Так Ахматова оправдывала и объясняла поведение Гумилева. Сама она, несмотря на голодное существование, на службу к большевикам не пошла. Рассказывала, что однажды, когда стало совсем трудно, пришла к Горькому с просьбой дать ей какую-нибудь работу. Горький предложил обратиться в Коммунистический Интернационал, в пресловутый Коминтерн, главой которого был руководитель петроградских коммунистов Григорий Зиновьев. Там Ахматовой дадут переводить на итальянский язык коммунистические прокламации. Она от такой работы отказалась: «…подумайте: я буду делать переводы, которые будут посылаться в Италию, за которые людей будут сажать в тюрьму…» Принципиальность Ахматовой дорого ей обходилась. Ее приятель сообщал в письме жене: «Ахматова превратилась в ужасный скелет, одетый в лохмотья».

Возвращение Гумилева в большевистский Петроград из Франции, где он находился в 1917 году в составе русского экспедиционного корпуса, Ахматова комментировала лаконично: «Он любил мать и был хорошим сыном».

Брак Ахматовой и Гумилева развалился фактически еще до революции. Гумилев позднее признавался одной своей подруге, что очень скоро после женитьбы стал изменять Ахматовой: «А она требовала абсолютной верности». По словам Гумилева, Ахматова вела с ним «любовную войну» по Кнуту Гамсуну, то есть устраивала бесконечные сцены ревности с бурными объяснениями и не менее бурными примирениями.
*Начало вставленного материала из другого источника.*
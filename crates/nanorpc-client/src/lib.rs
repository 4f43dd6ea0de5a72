//! `nanorpc-client`: reconnecting client for the NanoRPC protocol.
//!
//! NanoRPC multiplexes ping, one-shot request and subscription traffic
//! over a single stream connection (TCP or Unix socket) using
//! length-delimited protobuf frames.  This crate owns everything between
//! the caller and the wire: request-ID assignment, the callback table,
//! path hashing, the per-connection session, and the supervisor that
//! redials after failures.
//!
//! # Architecture
//!
//! ```text
//! ┌───────────────────────────────────────────────────────────┐
//! │  Client (façade, cheap to clone)                          │
//! │    request / subscribe / unsubscribe / ping / pong / call │
//! │        │                                                  │
//! │        ▼                                                  │
//! │  Session (one per connection)                             │
//! │    callback table ── writer ── reader ── heartbeat        │
//! │        ▲                                                  │
//! │        │ on_transport_connected / on_session_run / ...    │
//! │  Supervisor: Idle → Dialing → Connected → Running →       │
//! │              Closing → Idle (→ Dialing after back-off)    │
//! └───────────────────────────────────────────────────────────┘
//! ```
//!
//! # Callback lifecycle
//!
//! Every callback sees `Some(response)` for each frame addressed to its
//! request, and exactly one `None` when its session goes away.  `None` is
//! always the last invocation.  See [`ResponseHandler`].

pub mod builder;
pub mod callbacks;
pub mod client;
pub mod config;
pub mod paths;
pub mod reconnect;
pub mod request_id;
pub mod session;
pub mod supervisor;
pub mod transport;
pub mod types;

// ── Re-exports for ergonomic imports ─────────────────────────────────

pub use builder::ClientBuilder;
pub use client::Client;
pub use config::{Config, Remote, TransportConfig};
pub use reconnect::{Backoff, ConstantBackoff, ExponentialBackoff};
pub use supervisor::State;
pub use transport::ConnInfo;
pub use types::{callback, decode_response, Callback, Error, ResponseHandler, Result};

// Re-export the wire types so callers never need to depend on the protocol crate.
pub use nanorpc_protocol::{
    fnv1a, HashCache, NanoRpcRequest, NanoRpcResponse, PathOneof, RequestType, ResponseError,
    ResponseType, Status,
};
Гумилев же решительно отказывался «выяснять отношения».

Уже в 60-е годы Ахматова подтверждала, что Гумилев был «сложный человек, изящный, но не мягкий. Его нельзя назвать отзывчивым». В ответ на очередное заявление Ахматовой: «Николай, нам надо объясниться» Гумилев неизменно отвечал: «Оставь меня в покое, мать моя!»